Abstract More and more people across the globe are ageing in countries and regions other than the one they were born in. The increased level of transnational migration has become a social fact that challenges scholars to go beyond models that understand ageing and the life course from a national or a mono-cultural perspective. One of the main themes or challenges that have come to the fore at the policy level is that of care. This is often embedded in a global “ageist discourse,” whereby the concerns about care services needed for ageing migrants add to the already negative understandings of an elder burden brought about by the longevity of the baby boom generation.
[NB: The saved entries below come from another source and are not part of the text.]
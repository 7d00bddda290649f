//! Core state types for the gravity simulation.
//!
//! - `Body`   a single point mass, with its display color carried alongside
//! - `System` the flat collection of bodies plus the simulated time `t`

use super::vector::NVec2;

/// Opaque RGB display color. Never read by the physics.
pub type Rgb = [u8; 3];

pub const WHITE: Rgb = [255, 255, 255];

#[derive(Debug, Clone, PartialEq)]
pub struct Body {
    pub x: NVec2, // position
    pub v: NVec2, // velocity
    pub a: NVec2, // acceleration, rebuilt every step
    pub m: f64, // mass
    pub radius: f64, // radius (drawing size and force cutoff)
    pub color: Rgb, // display color
}

impl Body {
    /// Body at rest at `x`
    pub fn new(x: NVec2, m: f64, radius: f64) -> Self {
        Self {
            x,
            v: NVec2::zeros(),
            a: NVec2::zeros(),
            m,
            radius,
            color: WHITE,
        }
    }

    pub fn with_velocity(mut self, v: NVec2) -> Self {
        self.v = v;
        self
    }

    pub fn with_color(mut self, color: Rgb) -> Self {
        self.color = color;
        self
    }
}

#[derive(Debug, Clone, Default)]
pub struct System {
    pub bodies: Vec<Body>, // collection of bodies
    pub t: f64, // simulated time
}

impl System {
    pub fn new(bodies: Vec<Body>) -> Self {
        Self { bodies, t: 0.0 }
    }
}
//! Window-less runner
//!
//! Drives the same `Simulation` resource as the viewer from a Bevy app with
//! `MinimalPlugins`, using a fixed frame time instead of the wall clock, and
//! reports conservation drift when done.

use bevy::app::AppExit;
use bevy::log::LogPlugin;
use bevy::prelude::*;

use crate::simulation::diagnostics::{angular_momentum, total_energy};
use crate::simulation::driver::Simulation;

#[derive(Resource, Debug)]
struct HeadlessRun {
    frames: u64, // frames to simulate
    frame_dt: f64, // fixed elapsed seconds fed to every tick
    frame: u64, // frames done
    energy0: f64, // total energy at t = 0
    momentum0: f64, // angular momentum at t = 0
}

pub fn run_headless(simulation: Simulation, frames: u64, frame_dt: f64) {
    let energy0 = total_energy(&simulation.system, simulation.parameters.G);
    let momentum0 = angular_momentum(&simulation.system);

    App::new()
        .add_plugins((MinimalPlugins, LogPlugin::default()))
        .insert_resource(simulation)
        .insert_resource(HeadlessRun {
            frames,
            frame_dt,
            frame: 0,
            energy0,
            momentum0,
        })
        .add_systems(Startup, announce_system)
        .add_systems(Update, headless_step_system)
        .run();
}

fn announce_system(simulation: Res<Simulation>, run: Res<HeadlessRun>) {
    simulation.log_summary();
    info!(
        "headless run: {} bodies, {} frames of {} s",
        simulation.bodies().len(),
        run.frames,
        run.frame_dt
    );
}

fn headless_step_system(mut run: ResMut<HeadlessRun>, mut simulation: ResMut<Simulation>, mut exit: EventWriter<AppExit>) {
    if run.frame >= run.frames {
        report(&simulation, &run);
        exit.send(AppExit::Success);
        return;
    }

    simulation.tick(run.frame_dt);
    run.frame += 1;

    if run.frame % 600 == 0 {
        debug!("frame {} / {}, t = {:.1}", run.frame, run.frames, simulation.time());
    }
}

fn report(simulation: &Simulation, run: &HeadlessRun) {
    let energy = total_energy(&simulation.system, simulation.parameters.G);
    let momentum = angular_momentum(&simulation.system);

    info!(
        "done: t = {:.1}, energy drift = {:.3e}, angular momentum drift = {:.3e}",
        simulation.time(),
        relative_drift(run.energy0, energy),
        relative_drift(run.momentum0, momentum),
    );

    for (i, b) in simulation.bodies().iter().enumerate() {
        info!("body {i}: x = ({:.3}, {:.3}), v = ({:.5}, {:.5})", b.x.x, b.x.y, b.v.x, b.v.y);
    }
}

fn relative_drift(initial: f64, current: f64) -> f64 {
    if initial == 0.0 {
        return current - initial;
    }
    (current - initial) / initial.abs()
}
At the same time, questions of care often become a critical site for the concrete negotiation of what it means to age well according the wide range of social norms and values represented in diverse migrant populations or so-called host societies. This underscores the need for the cross-fertilization of the conceptual frameworks of social science studies of ageing and migration with a view to care, since the combined explanatory power of life course studies and migration studies make it possible to grasp the multiplicity of experiences concerning ageing and the life course in the context of specific power relations and legal frameworks. This theoretical article argues that in a globalizing world, culturally informed scripts of ageing are taking on more and more hybrid forms, while imaginaries of care are rapidly changing as a consequence of this hybridity. In order to make sense of the nexus of ageing, migration and care these developments must be addressed in a theoretically informed vocabulary that pays due attention to the intermediary processes related to how intimate ageing lives are intertwined with globalization in an age of migration.